The Bank of England has opted to press pause on interest rate reductions, holding the base rate steady at 3.75 per cent in a move driven by growing concerns over the inflationary impact of the war in Iran. This decision marks a shift from earlier expectations of a cut, reflecting heightened economic uncertainty in the face of geopolitical tensions.
Unanimous Vote Highlights Economic Caution
In a unanimous vote, the Bank's Monetary Policy Committee (MPC) chose to maintain borrowing costs, underscoring a cautious approach amid volatile global conditions. Prior to the US bombing of Iran, City analysts had widely anticipated a rate cut, believing inflation was under control and unemployment was becoming a pressing issue. Lower rates were seen as a way to support mortgage holders and encourage business hiring.
However, the spike in oil and gas prices following the outbreak of hostilities has forced a reassessment. The Bank, led by Governor Andrew Bailey, had cut rates four times in 2025, but now faces a more complex landscape. City economists, including those at Goldman Sachs, still project two or three rate cuts later this year, but the timing hinges on the resolution of the Iran conflict and a subsequent decline in energy prices.
Expert Analysis on the Hold Decision
Philip Shaw at Investec commented, "The Bank of England's decision to keep interest rates unchanged is really no surprise at all. A month ago, there had been speculation over a possible cut, but the hostilities with Iran have caused a surge in oil and gas prices which will be inflationary if sustained. We would not rule out reductions in rates later this year but first we need to see an end to the Iranian conflict and energy prices begin to come back down again as evidence that the UK is not staring a period of higher inflation in the face."
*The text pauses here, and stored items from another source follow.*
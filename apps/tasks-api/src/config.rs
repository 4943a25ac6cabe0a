use core_config::{AppInfo, FromEnv, app_info, server::ServerConfig};

// Import MongoDB config from the database library
use database::mongodb::MongoConfig;

// Re-export Environment for use in other modules
pub use core_config::Environment;

/// Application-specific configuration
/// Composes shared config components from the `config` library
#[derive(Clone, Debug)]
pub struct Config {
    pub app: AppInfo,
    pub mongodb: MongoConfig,
    pub server: ServerConfig,
    pub environment: Environment,
}

impl Config {
    pub fn from_env() -> eyre::Result<Self> {
        let environment = Environment::from_env();
        let mongodb = MongoConfig::from_env()?;
        let server = ServerConfig::from_env()?;

        Ok(Self {
            app: app_info!(),
            mongodb,
            server,
            environment,
        })
    }
}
In the UK, government bond yields have risen, pushing up the cost of new mortgages. While there has been some discussion of "fuel rationing," experts deem this unlikely, as the UK can import oil and gas from sources like America and Norway. Economists now expect the Bank to maintain rates at least until summer, monitoring inflation closely to prevent it from spiraling out of control.
Market Expectations and Inflation Targets
Global markets are largely betting that the Iran conflict will conclude soon, leading to a drop in oil prices and easing inflationary pressures. When oil prices peaked last week, speculation arose that the next rate move could be an increase rather than a decrease. Peter Goves at MFS Investment Management countered this, stating, "Depending on the magnitude and duration of the shock, the Bank of England could resume cutting but only later on in the year. We struggle with the idea the Bank of England can or will hike any time soon, which will largely weigh on an already delicate demand backdrop."
City economists still forecast the base rate to end the year at 3 per cent, assuming inflation does not exceed its current 3 per cent level. The Bank's official inflation target remains 2 per cent. Paul Dales at Capital Economics noted, "Just a couple of weeks ago it looked as though the Bank's Monetary Policy Committee (MPC) was nailed on to cut interest rates to 3.50 per cent. What's more, at the previous policy meeting in February Governor Bailey said 'I don't want to endorse 3.25 per cent, but it is a reasonable market curve'."
Impact on Property and Consumer Spending
Andrew Lloyd, Managing Director at national property firm Search Acumen, highlighted the broader implications: "The decline in interest rates over the past 18 months has been welcome, but today's decision to wait and hold signals to markets to do the same. This will still hit consumer's pockets, pressing pause on the immediate need for both domestic investor spending and affordable mortgage rates as banks pull mortgages like it's Truss 2.0. There is an argument that after property tax reform last year dampened buyer spirits and the final fade-out of COVID-era cheap borrowing, home movers need more reasons to make their move, not less."
The wait-and-see stance adopted by the Bank of England may set a precedent for other central banks worldwide, as they navigate similar economic uncertainties stemming from the Iran conflict. The decision reflects a balancing act between supporting economic growth and containing inflation, with all eyes on geopolitical developments and energy market trends in the coming months.